How many of the lines below include the word "shared"? Only the number should be given.

[Extracted data entries]
++++++++++++++++++++

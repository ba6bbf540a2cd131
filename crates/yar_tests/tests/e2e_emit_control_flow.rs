//! Emitted-IR properties for control flow, defers, and `?`.

mod common;

use common::{emit_ok, function_body};

#[test]
fn while_loop_emits_four_blocks() {
    let ir = emit_ok("fn main() { let mut x: i32 = 0\nwhile x < 10 { x = x + 1 } }");
    let body = function_body(&ir, "main");

    for label in ["entry:", "cond0:", "body0:", "exit0:"] {
        assert!(body.contains(label), "missing {} in:\n{}", label, body);
    }

    // cond ends in a conditional branch, body loops back, exit returns.
    let cond = block_text(&body, "cond0");
    assert!(cond.trim_end().ends_with("label %exit0"));
    assert!(cond.contains("br i1"));
    let loop_body = block_text(&body, "body0");
    assert!(loop_body.trim_end().ends_with("br label %cond0"));
    let exit = block_text(&body, "exit0");
    assert!(exit.contains("ret void"));
}

#[test]
fn range_for_compares_against_hoisted_bound() {
    let ir = emit_ok("fn main() { for i in 0..3 { println(i) } }");
    let body = function_body(&ir, "main");

    for label in ["cond0:", "body0:", "exit0:"] {
        assert!(body.contains(label), "missing {}", label);
    }
    let cond = block_text(&body, "cond0");
    assert!(cond.contains("icmp slt i32"));
    assert!(cond.contains(", 3"));

    // The body prints and increments before looping.
    let loop_body = block_text(&body, "body0");
    assert!(loop_body.contains("call void @println_i32"));
    assert!(loop_body.contains("= add i32"));
    assert!(loop_body.trim_end().ends_with("br label %cond0"));
}

#[test]
fn if_else_merges_control_flow() {
    let ir = emit_ok(
        "fn main() { let x = 1\nif x == 1 { println(1) } else { println(2) } }",
    );
    let body = function_body(&ir, "main");
    for label in ["then0:", "else0:", "merge0:"] {
        assert!(body.contains(label), "missing {}", label);
    }
    let then = block_text(&body, "then0");
    assert!(then.trim_end().ends_with("br label %merge0"));
    let els = block_text(&body, "else0");
    assert!(els.trim_end().ends_with("br label %merge0"));
}

#[test]
fn defers_render_as_comments_in_order() {
    let ir = emit_ok(
        "fn main() {\n\
           defer println(1)\n\
           defer println(2)\n\
         }",
    );
    let body = function_body(&ir, "main");
    let first = body.find("; defer push: call @println(1)").unwrap();
    let second = body.find("; defer push: call @println(2)").unwrap();
    let run_all = body.find("; defer run-all").unwrap();
    assert!(first < second);
    assert!(second < run_all);
    assert!(body.trim_end().ends_with("ret void\n}"));
}

#[test]
fn every_return_path_runs_defers() {
    let ir = emit_ok(
        "fn f(x i32) i32 {\n\
           defer println(0)\n\
           if x > 0 { return 1 }\n\
           return 2\n\
         }",
    );
    let body = function_body(&ir, "f");
    let runs = body.matches("; defer run-all").count();
    assert_eq!(runs, 2, "one defer-run-all per return path:\n{}", body);
}

#[test]
fn try_operator_keeps_three_block_shape() {
    let ir = emit_ok("fn get() i32 { return 7 }\nfn main() i32 { return get()? }");
    let body = function_body(&ir, "main");
    for label in ["check0:", "error0:", "ok0:"] {
        assert!(body.contains(label), "missing {} in:\n{}", label, body);
    }
    // The placeholder predicate self-compares and takes the ok edge.
    let check = block_text(&body, "check0");
    assert!(check.contains("icmp eq"));
    assert!(check.contains("label %ok0, label %error0"));
    let error = block_text(&body, "error0");
    assert!(error.contains("; defer run-all"));
    assert!(error.contains("ret i32"));
}

#[test]
fn nested_loops_break_to_their_own_exits() {
    let ir = emit_ok(
        "fn main() {\n\
           for i in 0..3 {\n\
             for j in 0..3 {\n\
               if j == 2 { break }\n\
             }\n\
           }\n\
         }",
    );
    let body = function_body(&ir, "main");
    // The inner break jumps to the inner exit, not the outer one.
    let then_block = block_text(&body, "then2");
    assert!(then_block.trim_end().ends_with("br label %exit1"));
}

/// The instruction lines of one labelled block: everything indented after
/// the label, up to the next label or the closing brace.
fn block_text(body: &str, label: &str) -> String {
    let start = body
        .find(&format!("{}:", label))
        .unwrap_or_else(|| panic!("label {} not found in:\n{}", label, body));
    body[start..]
        .lines()
        .skip(1)
        .take_while(|l| l.starts_with("  "))
        .map(|l| format!("{}\n", l))
        .collect()
}
#[cfg(test)]
mod tests {
    use super::*;

    #[test]
    fn import_stem_strips_prefix_dirs_and_extension() {
        assert_eq!(import_stem("math"), "math");
        assert_eq!(import_stem("./util.yar"), "util");
        assert_eq!(import_stem("../shared/strings.yar"), "strings");
        assert_eq!(import_stem("std:fmt"), "fmt");
    }

    #[test]
    fn exported_names_start_uppercase() {
        let dir = tempfile::tempdir().unwrap();
        let path = dir.path().join("lib.yar");
        std::fs::write(&path, "fn Visible() { }\nfn hidden() { }\n").unwrap();
        let mut loader = Loader::with_stdlib_dir(dir.path().join("stdlib"));
        let idx = loader.load_entry(&path).unwrap();
        let exports = loader.exports_of(idx);
        let visible = loader.interner.get("Visible").unwrap();
        let hidden = loader.interner.get("hidden").unwrap();
        assert!(exports.contains(&visible));
        assert!(!exports.contains(&hidden));
    }

    #[test]
    fn loading_twice_returns_the_cached_module() {
        let dir = tempfile::tempdir().unwrap();
        let path = dir.path().join("m.yar");
        std::fs::write(&path, "fn main() { }\n").unwrap();
        let mut loader = Loader::with_stdlib_dir(dir.path().join("stdlib"));
        let first = loader.load_entry(&path).unwrap();
        let second = loader.load_entry(&path).unwrap();
        assert_eq!(first, second);
        assert_eq!(loader.modules().len(), 1);
    }

    #[test]
    fn dependencies_load_before_importers() {
        let dir = tempfile::tempdir().unwrap();
        std::fs::write(dir.path().join("util.yar"), "fn Helper() { }\n").unwrap();
        std::fs::write(
            dir.path().join("main.yar"),
            "use \"./util.yar\"\nfn main() { util.Helper() }\n",
        )
        .unwrap();
        let mut loader = Loader::with_stdlib_dir(dir.path().join("stdlib"));
        let entry = loader.load_entry(&dir.path().join("main.yar")).unwrap();
        assert_eq!(loader.modules().len(), 2);
        assert_eq!(loader.modules()[0].name, "util");
        assert_eq!(loader.module(entry).name, "main");
        assert!(loader.check_project().is_ok());
    }

    #[test]
    fn unexported_symbol_is_rejected_cross_module() {
        let dir = tempfile::tempdir().unwrap();
        std::fs::write(dir.path().join("util.yar"), "fn helper() { }\n").unwrap();
        std::fs::write(
            dir.path().join("main.yar"),
            "use \"./util.yar\"\nfn main() { util.helper() }\n",
        )
        .unwrap();
        let mut loader = Loader::with_stdlib_dir(dir.path().join("stdlib"));
        loader.load_entry(&dir.path().join("main.yar")).unwrap();
        let errors = loader.check_project().unwrap_err();
        assert!(errors
            .iter()
            .any(|e| e.message.contains("not exported by module 'util'")));
    }

    #[test]
    fn import_cycle_is_detected() {
        let dir = tempfile::tempdir().unwrap();
        std::fs::write(dir.path().join("a.yar"), "use \"./b.yar\"\nfn main() { }\n").unwrap();
        std::fs::write(dir.path().join("b.yar"), "use \"./a.yar\"\nfn F() { }\n").unwrap();
        let mut loader = Loader::with_stdlib_dir(dir.path().join("stdlib"));
        let err = loader.load_entry(&dir.path().join("a.yar")).unwrap_err();
        assert!(matches!(err, LoadError::Cycle { .. }));
    }

    #[test]
    fn missing_import_fails_fast() {
        let dir = tempfile::tempdir().unwrap();
        std::fs::write(
            dir.path().join("main.yar"),
            "use \"./gone.yar\"\nfn main() { }\n",
        )
        .unwrap();
        let mut loader = Loader::with_stdlib_dir(dir.path().join("stdlib"));
        let err = loader.load_entry(&dir.path().join("main.yar")).unwrap_err();
        assert!(matches!(err, LoadError::NotFound { .. }));
    }

    #[test]
    fn stdlib_prefix_resolves_into_stdlib_dir() {
        let dir = tempfile::tempdir().unwrap();
        let stdlib = dir.path().join("stdlib");
        std::fs::create_dir_all(&stdlib).unwrap();
        std::fs::write(stdlib.join("fmt.yar"), "fn Print() { }\n").unwrap();
        std::fs::write(
            dir.path().join("main.yar"),
            "use \"std:fmt\"\nfn main() { fmt.Print() }\n",
        )
        .unwrap();
        let mut loader = Loader::with_stdlib_dir(stdlib);
        loader.load_entry(&dir.path().join("main.yar")).unwrap();
        assert_eq!(loader.modules().len(), 2);
        assert!(loader.check_project().is_ok());
    }

    #[test]
    fn bare_import_searches_upward_to_project_root() {
        let dir = tempfile::tempdir().unwrap();
        std::fs::write(
            dir.path().join(MANIFEST_FILE),
            "[package]\nname=\"p\"\nversion=\"0\"\nentry=\"src/main.yar\"\n",
        )
        .unwrap();
        std::fs::write(dir.path().join("shared.yar"), "fn Log() { }\n").unwrap();
        let src = dir.path().join("src");
        std::fs::create_dir_all(&src).unwrap();
        std::fs::write(src.join("main.yar"), "use shared\nfn main() { shared.Log() }\n").unwrap();
        let mut loader = Loader::with_stdlib_dir(dir.path().join("stdlib"));
        loader.load_entry(&src.join("main.yar")).unwrap();
        assert_eq!(loader.modules().len(), 2);
    }

    #[test]
    fn module_hash_tracks_content() {
        let dir = tempfile::tempdir().unwrap();
        let a = dir.path().join("a.yar");
        let b = dir.path().join("b.yar");
        std::fs::write(&a, "fn main() { }\n").unwrap();
        std::fs::write(&b, "fn main() { }\n").unwrap();
        let mut loader = Loader::with_stdlib_dir(dir.path().join("stdlib"));
        let ia = loader.load_entry(&a).unwrap();
        let ib = loader.load_entry(&b).unwrap();
        assert_eq!(loader.module(ia).hash, loader.module(ib).hash);
    }
}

++++++++++++++++++++

## THE COMPLETED TASK
3